表2 两组术前、出院当天SAS、SDS、VAS评分比较分)
2.3 遵医行为研究组遵医度良好61例,不遵医3例,遵医率为95.31%(61/64);常规组遵医度良好52例,不遵医12例,遵医率为81.25%(52/64);两组遵医率比较,研究组高于常规组(χ2=6.117,P=0.013)。
2.4 并发症研究组并发症发生率低于常规组(P<0.05)。见表3。
3 讨论
患者由于对手术、疾病知识缺乏正确认知,术前多伴有严重焦虑抑郁情绪[8-9]。常规组护理中虽有护理人员对疾病、手术知识进行了口头讲解,但部分患者仍对手术结果存在怀疑态度。因此,本研究中于患者进入内镜室检查前,创新性实施医护共同讲解模式,由不同小组成员对患者进行答疑解惑,以充分拉近医患距离,增强患者信任度,继而有效缓解患者负性情绪。本研究结果显示,干预后研究组负性情绪改善情况、遵医行为均优于常规组,可能与本研究中医护人员充分满足患者围手术期心理需求有关。

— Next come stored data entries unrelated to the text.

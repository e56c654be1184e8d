//! # bridge-store
//!
//! SQLite persistence for review sessions and the append-only review log.
//!
//! Two tables, two append-mostly workloads:
//!
//! - `sessions`: one row per reviewer thread, with an at-most-one-completion
//!   state machine (`in_progress → completed | failed`, reactivatable)
//! - `reviews`: append-only history of completed reviews
//!
//! All mutations are single statements; no multi-statement transactions are
//! needed. Connections come from an `r2d2` pool with WAL-mode pragmas so
//! concurrent handlers in one process serialize safely. Every operation
//! returns a typed [`StoreError`] on infrastructure failure — never panics.

#![deny(unsafe_code)]

pub mod connection;
pub mod errors;
pub mod reviews;
pub mod sessions;

pub use connection::{open_pool, open_pool_or_memory, ConnectionPool, MEMORY_PATH};
pub use errors::StoreError;
pub use reviews::{NewReview, ReviewLog, ReviewRecord};
pub use sessions::{SessionInfo, SessionStatus, SessionStore};

use errors::Result;

/// Handle bundling the two stores over one shared pool.
#[derive(Clone)]
pub struct Store {
    /// Session-state machine.
    pub sessions: SessionStore,
    /// Append-only review history.
    pub reviews: ReviewLog,
}

impl Store {
    /// Open (or create) the database at `path` and initialize the schema.
    ///
    /// `:memory:` is permitted and yields a private in-memory database.
    pub fn open(path: &str) -> Result<Self> {
        let pool = open_pool(path)?;
        Self::from_pool(pool)
    }

    /// Open the database at `path`, falling back to an in-memory store
    /// (with a logged warning) when the file store cannot be opened.
    /// The process still starts either way.
    pub fn open_or_memory(path: &str) -> Result<Self> {
        let pool = open_pool_or_memory(path);
        Self::from_pool(pool)
    }

    fn from_pool(pool: ConnectionPool) -> Result<Self> {
        let sessions = SessionStore::new(pool.clone());
        let reviews = ReviewLog::new(pool);
        sessions.init_schema()?;
        reviews.init_schema()?;
        Ok(Self { sessions, reviews })
    }
}

#[cfg(test)]
mod tests {
    use super::*;

    #[test]
    fn open_memory_store() {
        let store = Store::open(MEMORY_PATH).unwrap();
        let info = store.sessions.get_or_create("s1").unwrap();
        assert_eq!(info.session_id, "s1");
    }

    #[test]
    fn open_or_memory_falls_back_on_bad_path() {
        // A path inside a file (not a directory) cannot be opened.
        let file = tempfile::NamedTempFile::new().unwrap();
        let bad = format!("{}/nested/reviews.db", file.path().display());
        let store = Store::open_or_memory(&bad).unwrap();
        assert!(store.sessions.lookup("missing").unwrap().is_none());
    }
}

本研究在护理前,由医护人员共同对患者常见心理问题进行分析探讨,并制定相应护理措施,可保障心理护理的专业性、规范性、针对性。其中本研究中医护人员于术前列举成功案例、利用内镜室展示手术流程、专业性分析病情,可帮助患者充分了解疾病及手术知识,从而有效增强其治疗信心,缓解其担忧与恐惧,并促进患者积极配合治疗。此外,张鑫政等[10]在其研究中指出,腹式呼吸具有安神定志的功能,可有效调节个体情绪反应。基于此,本研究在术前创新性对患者进行腹式呼吸训练,可通过有规律的腹部起伏、呼吸降低交感神经兴奋性,改善术前应激状态,从而有效缓解患者术前焦虑抑郁情绪。同时配合术中给予患者抚触安慰、术后给予针对性心理护理,可有效增强患者安全感并及时纠正其不良情绪状态。因此,基于PDCA理论下医护合作模式可改善患者负性情绪,提高患者遵医行为。

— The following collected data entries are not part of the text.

//! Staged-diff resolution.
//!
//! Contract: an explicit `diff` wins, even when empty (an empty explicit
//! diff is the no-staged-changes sentinel, not an invitation to call git).
//! With `auto_diff` enabled and no explicit diff, the staged diff is read
//! via `git diff --cached`; an empty result is the sentinel, a failed
//! invocation is a `GIT_ERROR`.

use std::path::PathBuf;
use std::process::Stdio;

use bridge_core::BridgeError;
use thiserror::Error;
use tokio::process::Command;
use tracing::debug;

/// Environment variable overriding the git binary.
pub const GIT_BIN_ENV: &str = "REVIEW_BRIDGE_GIT";

/// Arguments to diff resolution.
#[derive(Clone, Debug)]
pub struct ResolveArgs {
    /// Explicit diff supplied by the caller; wins over auto-detection.
    pub diff: Option<String>,
    /// Whether git auto-detection is allowed (defaults to true upstream).
    pub auto_diff: bool,
}

/// Why a diff could not be resolved.
#[derive(Clone, Debug, Error, PartialEq, Eq)]
pub enum ResolveError {
    /// Nothing is staged (or the explicit diff was empty).
    #[error("NO_STAGED_CHANGES: {0}")]
    NoStagedChanges(String),

    /// git could not be invoked or exited non-zero.
    #[error("{0}")]
    Git(String),

    /// Auto-detection disabled and no explicit diff given.
    #[error("auto_diff disabled and no diff provided")]
    AutoDiffDisabled,
}

impl From<ResolveError> for BridgeError {
    fn from(err: ResolveError) -> Self {
        match err {
            ResolveError::NoStagedChanges(msg) => {
                BridgeError::git(format!("NO_STAGED_CHANGES: {msg}"))
            }
            ResolveError::Git(msg) => BridgeError::git(msg),
            ResolveError::AutoDiffDisabled => BridgeError::unknown(err.to_string()),
        }
    }
}

/// Resolves the diff a precommit review runs against.
#[derive(Clone, Debug)]
pub struct DiffResolver {
    git_binary: PathBuf,
}

impl Default for DiffResolver {
    fn default() -> Self {
        Self::new()
    }
}

impl DiffResolver {
    /// Resolve the git binary from `REVIEW_BRIDGE_GIT` or PATH.
    #[must_use]
    pub fn new() -> Self {
        let git_binary = std::env::var(GIT_BIN_ENV)
            .map(PathBuf::from)
            .unwrap_or_else(|_| PathBuf::from("git"));
        Self { git_binary }
    }

    /// Use an explicit git binary (tests, sandboxes).
    pub fn with_git(binary: impl Into<PathBuf>) -> Self {
        Self {
            git_binary: binary.into(),
        }
    }

    /// Resolve a diff per the precommit contract.
    pub async fn resolve(&self, args: &ResolveArgs) -> Result<String, ResolveError> {
        if let Some(diff) = &args.diff {
            if diff.trim().is_empty() {
                return Err(ResolveError::NoStagedChanges(
                    "provided diff is empty".to_owned(),
                ));
            }
            return Ok(diff.clone());
        }

        if !args.auto_diff {
            return Err(ResolveError::AutoDiffDisabled);
        }

        self.staged_diff().await
    }

    /// Read the staged diff via `git diff --cached`.
    async fn staged_diff(&self) -> Result<String, ResolveError> {
        debug!(git = ?self.git_binary, "reading staged diff");
        let output = Command::new(&self.git_binary)
            .args(["diff", "--cached"])
            .stdin(Stdio::null())
            .output()
            .await
            .map_err(|e| ResolveError::Git(format!("failed to invoke git: {e}")))?;

        if !output.status.success() {
            let stderr = String::from_utf8_lossy(&output.stderr);
            return Err(ResolveError::Git(format!(
                "git diff --cached failed: {}",
                stderr.trim()
            )));
        }

        let diff = String::from_utf8_lossy(&output.stdout).into_owned();
        if diff.trim().is_empty() {
            return Err(ResolveError::NoStagedChanges(
                "no staged changes found".to_owned(),
            ));
        }
        Ok(diff)
    }
}

// ─────────────────────────────────────────────────────────────────────────────
// Tests
// ─────────────────────────────────────────────────────────────────────────────

#[cfg(test)]
mod tests {
    use super::*;

    fn args(diff: Option<&str>, auto_diff: bool) -> ResolveArgs {
        ResolveArgs {
            diff: diff.map(ToOwned::to_owned),
            auto_diff,
        }
    }

    #[tokio::test]
    async fn explicit_diff_wins_without_git() {
        // A binary that cannot exist; explicit diff must never reach it.
        let resolver = DiffResolver::with_git("/nonexistent/git");
        let diff = resolver
            .resolve(&args(Some("diff --git a/x b/x"), true))
            .await
            .unwrap();
        assert_eq!(diff, "diff --git a/x b/x");
    }

    #[tokio::test]
    async fn empty_explicit_diff_is_sentinel() {
        let resolver = DiffResolver::with_git("/nonexistent/git");
        let err = resolver.resolve(&args(Some("  \n"), true)).await.unwrap_err();
        assert!(matches!(err, ResolveError::NoStagedChanges(_)));
        assert!(err.to_string().starts_with("NO_STAGED_CHANGES: "));
    }

    #[tokio::test]
    async fn auto_diff_disabled_without_diff() {
        let resolver = DiffResolver::with_git("/nonexistent/git");
        let err = resolver.resolve(&args(None, false)).await.unwrap_err();
        assert_eq!(err, ResolveError::AutoDiffDisabled);
        assert_eq!(err.to_string(), "auto_diff disabled and no diff provided");
    }

    #[tokio::test]
    async fn unspawnable_git_is_git_error() {
        let resolver = DiffResolver::with_git("/nonexistent/git");
        let err = resolver.resolve(&args(None, true)).await.unwrap_err();
        assert!(matches!(err, ResolveError::Git(_)));
        assert!(err.to_string().contains("failed to invoke git"));
    }

    #[cfg(unix)]
    mod with_fake_git {
        use super::*;
        use std::os::unix::fs::PermissionsExt;
        use std::path::Path;

        fn fake_git(dir: &Path, body: &str) -> PathBuf {
            let path = dir.join("git");
            std::fs::write(&path, format!("#!/bin/sh\n{body}\n")).unwrap();
            std::fs::set_permissions(&path, std::fs::Permissions::from_mode(0o755)).unwrap();
            path
        }

        #[tokio::test]
        async fn staged_diff_is_returned() {
            let dir = tempfile::tempdir().unwrap();
            let git = fake_git(dir.path(), "echo 'diff --git a/f b/f'");
            let resolver = DiffResolver::with_git(git);
            let diff = resolver.resolve(&args(None, true)).await.unwrap();
            assert_eq!(diff, "diff --git a/f b/f\n");
        }

        #[tokio::test]
        async fn empty_staged_diff_is_sentinel() {
            let dir = tempfile::tempdir().unwrap();
            let git = fake_git(dir.path(), "exit 0");
            let resolver = DiffResolver::with_git(git);
            let err = resolver.resolve(&args(None, true)).await.unwrap_err();
            assert!(matches!(err, ResolveError::NoStagedChanges(_)));
        }

        #[tokio::test]
        async fn nonzero_exit_is_git_error_with_stderr() {
            let dir = tempfile::tempdir().unwrap();
            let git = fake_git(dir.path(), "echo 'fatal: not a git repository' >&2\nexit 128");
            let resolver = DiffResolver::with_git(git);
            let err = resolver.resolve(&args(None, true)).await.unwrap_err();
            assert!(err.to_string().contains("not a git repository"));
        }
    }

    #[test]
    fn sentinel_converts_to_git_error_code() {
        use bridge_core::ErrorCode;
        let err: BridgeError =
            ResolveError::NoStagedChanges("no staged changes found".into()).into();
        assert_eq!(err.code, ErrorCode::GitError);
        assert!(err.message.starts_with("NO_STAGED_CHANGES: "));
    }
}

本研究结果显示,与常规组比较,研究组术后疼痛感、并发症发生风险较低,病情恢复较快。本研究于术后及时对患者进行疼痛评估,并进行针对性护理干预,可有效缓解患者术后疼痛感。消化道内镜下高频电凝电切术后并发症较多,为有效降低术后并发症发生风险,本研究创新性运用思维导图列举术后常见并发症预防护理措施,可帮助护理人员明确并发症护理重点,增强其护理能力,从而有效预防并发症发生。此外,既往研究指出,术后早期进食及运动指导可改善患者营养状态,加快患者术后康复[11-14]。因此,本研究在常规组讲解饮食运动注意事项的基础上,加强了对患者术后饮食、运动的指导,其中由护士长、营养师共同为患者制定饮食、运动方案,可充分保障护理方案的专业性、有效性。由护理人员监督患者落实饮食运动方案,可帮助患者尽快恢复胃肠道功能,增强机体免疫力,并有效预防便秘、腹胀等并发症发生风险,从而进一步促进患者病情改善。且本研究在患者围手术期护理中,创新性采用PDCA理论下医护合作模式,通过开展计划-实施-检查-处理的护理监督流程,并由医护人员共同进行术前访视、术中配合、术后护理,可充分提高护理效率,保障护理质量,从而进一步加快患者术后康复进程。
综上,基于PDCA理论下医护合作模式可改善消化内镜下治疗的胃肠息肉患者负性情绪,提升其遵医行为,还可缓解患者术后疼痛感,降低并发症发生风险,加快病情恢复。